Look through the entries for the string "MissedTickBehavior" and copy every line where it shows up.

▸ **Information given**:
Segment Open
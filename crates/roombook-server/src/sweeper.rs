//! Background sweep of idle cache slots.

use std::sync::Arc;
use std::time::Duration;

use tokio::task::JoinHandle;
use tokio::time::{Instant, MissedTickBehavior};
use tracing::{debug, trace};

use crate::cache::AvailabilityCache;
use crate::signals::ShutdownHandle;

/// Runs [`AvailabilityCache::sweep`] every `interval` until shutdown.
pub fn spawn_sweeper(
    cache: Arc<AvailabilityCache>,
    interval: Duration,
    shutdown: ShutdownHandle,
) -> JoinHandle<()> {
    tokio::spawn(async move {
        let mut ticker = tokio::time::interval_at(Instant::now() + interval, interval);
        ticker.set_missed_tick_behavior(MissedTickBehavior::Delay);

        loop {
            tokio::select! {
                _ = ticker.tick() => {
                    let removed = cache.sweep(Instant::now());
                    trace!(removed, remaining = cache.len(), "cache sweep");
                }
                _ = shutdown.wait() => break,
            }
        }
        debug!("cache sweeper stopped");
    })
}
Segment Closed
Segment Open
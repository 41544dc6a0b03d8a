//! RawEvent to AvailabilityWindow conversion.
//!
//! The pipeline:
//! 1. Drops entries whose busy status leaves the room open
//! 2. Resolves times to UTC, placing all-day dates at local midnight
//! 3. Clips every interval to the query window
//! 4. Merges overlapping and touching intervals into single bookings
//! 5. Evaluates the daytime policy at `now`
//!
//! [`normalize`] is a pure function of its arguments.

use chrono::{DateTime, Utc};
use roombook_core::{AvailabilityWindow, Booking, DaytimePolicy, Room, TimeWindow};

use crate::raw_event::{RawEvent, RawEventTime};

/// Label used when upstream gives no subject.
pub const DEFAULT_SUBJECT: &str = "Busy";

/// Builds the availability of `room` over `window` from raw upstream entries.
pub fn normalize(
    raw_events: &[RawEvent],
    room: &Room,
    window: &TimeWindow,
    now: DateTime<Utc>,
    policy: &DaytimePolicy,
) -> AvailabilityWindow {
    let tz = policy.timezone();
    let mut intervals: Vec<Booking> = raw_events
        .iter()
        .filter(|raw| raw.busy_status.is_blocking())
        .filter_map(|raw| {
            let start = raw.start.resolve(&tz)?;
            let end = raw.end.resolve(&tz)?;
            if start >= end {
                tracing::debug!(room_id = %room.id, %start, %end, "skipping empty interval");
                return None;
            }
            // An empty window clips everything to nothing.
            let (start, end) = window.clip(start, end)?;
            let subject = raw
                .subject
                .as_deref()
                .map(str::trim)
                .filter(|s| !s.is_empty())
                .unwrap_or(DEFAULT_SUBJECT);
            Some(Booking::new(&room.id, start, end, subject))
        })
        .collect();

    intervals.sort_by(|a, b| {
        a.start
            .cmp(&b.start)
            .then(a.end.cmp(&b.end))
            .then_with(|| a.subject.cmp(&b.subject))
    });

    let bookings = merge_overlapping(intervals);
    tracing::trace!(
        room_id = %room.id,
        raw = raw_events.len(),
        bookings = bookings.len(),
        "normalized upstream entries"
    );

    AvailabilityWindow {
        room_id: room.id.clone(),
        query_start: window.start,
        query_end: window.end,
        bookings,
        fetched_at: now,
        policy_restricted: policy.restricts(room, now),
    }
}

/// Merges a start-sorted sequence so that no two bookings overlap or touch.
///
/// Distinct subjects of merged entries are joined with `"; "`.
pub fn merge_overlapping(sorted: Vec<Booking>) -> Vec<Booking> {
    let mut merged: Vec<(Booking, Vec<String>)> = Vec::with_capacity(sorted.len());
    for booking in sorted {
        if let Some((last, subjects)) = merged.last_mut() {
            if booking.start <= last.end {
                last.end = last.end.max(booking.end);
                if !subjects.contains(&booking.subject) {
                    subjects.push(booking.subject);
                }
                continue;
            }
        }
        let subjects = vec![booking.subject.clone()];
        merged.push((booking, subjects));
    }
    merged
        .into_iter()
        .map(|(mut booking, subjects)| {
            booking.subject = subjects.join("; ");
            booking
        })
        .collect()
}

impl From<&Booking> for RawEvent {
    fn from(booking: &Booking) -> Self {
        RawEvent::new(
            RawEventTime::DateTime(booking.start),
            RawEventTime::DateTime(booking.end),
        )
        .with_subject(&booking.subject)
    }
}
Segment Closed
▸ **Output**:
use tokio::time::{Instant, MissedTickBehavior};
        ticker.set_missed_tick_behavior(MissedTickBehavior::Delay);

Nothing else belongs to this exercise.